Through GEONETCast, data about disease, agriculture, biodiversity, natural disasters, air and water quality, ocean conditions, ecosystems and much more will be broadcast in free or low-cost, near real-time, user-friendly formats.

"GEONETCast will help us take the pulse of the planet. This global service will provide steady access to data needed to better understand the links between the environment and important sectors such as public health. Integrating environmental data with data about disease vectors, pollutants, rainfall and sea surface temperature, for instance, can help in predicting, mitigating and even preventing health threats before they become a crisis," said retired Navy Vice Admiral Conrad C. Lautenbacher, Jr., Ph.D., undersecretary of Commerce for oceans and atmosphere and administrator of the National Oceanic & Atmospheric Administration (NOAA). Lautenbacher is GEO co-chair for the United States.
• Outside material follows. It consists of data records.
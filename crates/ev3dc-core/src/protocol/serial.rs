//! Serial port handling
//!
//! Port discovery and opening for bricks paired over Bluetooth (SPP) or
//! attached by USB serial.

use regex::Regex;
use serialport::{SerialPort, SerialPortInfo, SerialPortType};
#[cfg(target_os = "linux")]
use std::fs;
use tokio_serial::{SerialPortBuilderExt, SerialStream};
use tracing::debug;

use super::{Ev3Error, Result, DEFAULT_BAUD_RATE};

/// A serial port as seen by the brick lookup
#[derive(Debug, Clone, PartialEq, Eq)]
pub struct PortInfo {
    /// e.g. "/dev/rfcomm0" or "COM3"
    pub name: String,
    /// USB vendor ID
    pub vid: Option<u16>,
    /// USB product ID
    pub pid: Option<u16>,
    /// USB manufacturer string
    pub manufacturer: Option<String>,
    /// USB product string
    pub product: Option<String>,
    /// Bluetooth and USB bricks report their ID in here
    pub serial_number: Option<String>,
}

impl PortInfo {
    fn bare(name: String) -> Self {
        Self {
            name,
            vid: None,
            pid: None,
            manufacturer: None,
            product: None,
            serial_number: None,
        }
    }
}

impl From<SerialPortInfo> for PortInfo {
    fn from(info: SerialPortInfo) -> Self {
        match info.port_type {
            SerialPortType::UsbPort(usb_info) => Self {
                name: info.port_name,
                vid: Some(usb_info.vid),
                pid: Some(usb_info.pid),
                manufacturer: usb_info.manufacturer,
                product: usb_info.product,
                serial_number: usb_info.serial_number,
            },
            _ => Self::bare(info.port_name),
        }
    }
}

/// Port name prefixes a brick shows up under, most likely first
const BRICK_PORT_PREFIXES: [&str; 3] = ["rfcomm", "ttyACM", "ttyUSB"];

/// Ordering key: prefix rank, then port number, then name
fn port_rank(name: &str) -> (usize, usize, &str) {
    let base = name.rsplit('/').next().unwrap_or(name);
    BRICK_PORT_PREFIXES
        .iter()
        .enumerate()
        .find_map(|(rank, prefix)| {
            base.strip_prefix(prefix)
                .map(|n| (rank, n.parse().unwrap_or(usize::MAX), base))
        })
        .unwrap_or((BRICK_PORT_PREFIXES.len(), 0, base))
}

/// List serial ports a brick could be attached to
///
/// Bluetooth ports come first. On Linux, bound rfcomm nodes that the
/// enumeration API misses are picked up from /dev.
pub fn list_ports() -> Vec<PortInfo> {
    let mut ports: Vec<PortInfo> = serialport::available_ports()
        .unwrap_or_default()
        .into_iter()
        .map(PortInfo::from)
        .collect();

    #[cfg(target_os = "linux")]
    ports.extend(dev_nodes().into_iter().map(PortInfo::bare));

    // Stable sort keeps enumerated entries, which carry USB details,
    // ahead of their bare /dev duplicates.
    ports.sort_by(|a, b| port_rank(&a.name).cmp(&port_rank(&b.name)));
    ports.dedup_by(|later, earlier| later.name == earlier.name);
    ports
}

#[cfg(target_os = "linux")]
fn dev_nodes() -> Vec<String> {
    let Ok(entries) = fs::read_dir("/dev") else {
        return Vec::new();
    };
    entries
        .flatten()
        .filter_map(|entry| entry.file_name().into_string().ok())
        .filter(|name| BRICK_PORT_PREFIXES.iter().any(|p| name.starts_with(p)))
        .map(|name| format!("/dev/{}", name))
        .collect()
}

/// Find the port a brick is attached to by its ID
///
/// The ID is the 12 hex digits shown under Settings > Brick Info. It is
/// matched as a whole token against the port's serial number, then its name.
pub fn find_brick_port<'a>(ports: &'a [PortInfo], brick_id: &str) -> Result<&'a PortInfo> {
    if brick_id.is_empty() || !brick_id.chars().all(|c| c.is_ascii_hexdigit()) {
        return Err(Ev3Error::validation(format!(
            "brick ID {:?} must be hexadecimal",
            brick_id
        )));
    }

    let pattern = format!(
        r"(?i)(?:^|[^0-9a-f]){}(?:[^0-9a-f]|$)",
        regex::escape(brick_id)
    );
    let re = Regex::new(&pattern).map_err(|e| Ev3Error::validation(e.to_string()))?;

    ports
        .iter()
        .find(|p| {
            p.serial_number.as_deref().is_some_and(|s| re.is_match(s)) || re.is_match(&p.name)
        })
        .ok_or_else(|| Ev3Error::PortNotFound(format!("no port for brick {}", brick_id)))
}

/// Open a serial port for async I/O
pub fn open_port(name: &str, baud_rate: Option<u32>) -> Result<SerialStream> {
    let baud = baud_rate.unwrap_or(DEFAULT_BAUD_RATE);
    let mut stream = tokio_serial::new(name, baud).open_native_async()?;
    configure_port(&mut stream)?;
    clear_buffers(&mut stream)?;
    debug!("opened {} at {} baud", name, baud);
    Ok(stream)
}

/// Put a port into 8N1 without flow control
pub fn configure_port(port: &mut dyn SerialPort) -> Result<()> {
    port.set_data_bits(serialport::DataBits::Eight)?;
    port.set_parity(serialport::Parity::None)?;
    port.set_stop_bits(serialport::StopBits::One)?;
    port.set_flow_control(serialport::FlowControl::None)?;

    // Bluetooth SPP ports often refuse modem lines; that is harmless.
    if let Err(e) = port.write_data_terminal_ready(true) {
        debug!("configure_port: failed to set DTR high: {} (continuing)", e);
    }

    Ok(())
}

/// Drop whatever a previous session left in the port buffers
pub fn clear_buffers(port: &mut dyn SerialPort) -> Result<()> {
    port.clear(serialport::ClearBuffer::All)?;
    Ok(())
}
During the GEO conference in Bonn, a presentation showed how South Africa receives data that precisely measure vegetation activity across the country. Gathered by satellites and broadcast by GEONETCast 24x7, the information is critical to food security. The information also can be applied to mitigating disasters from drought, wildfires and floods, as well as monitoring both air and water pollution patterns and outbreaks of diseases such as malaria and meningitis. As one example, sites of schools and villages where people need to be vaccinated can be identified.

Zoran Stancic, GEO co-chair from the European Commission, added that, "In Europe, we are extremely pleased with this flagship example of global co-operation in the GEO framework. It has enormous potential for the implementation of European policies in the domain of the environment, climate and sustainable development. We are also proud that the system is based on an existing European system run by EUMETSAT to broadcast weather and environmental data."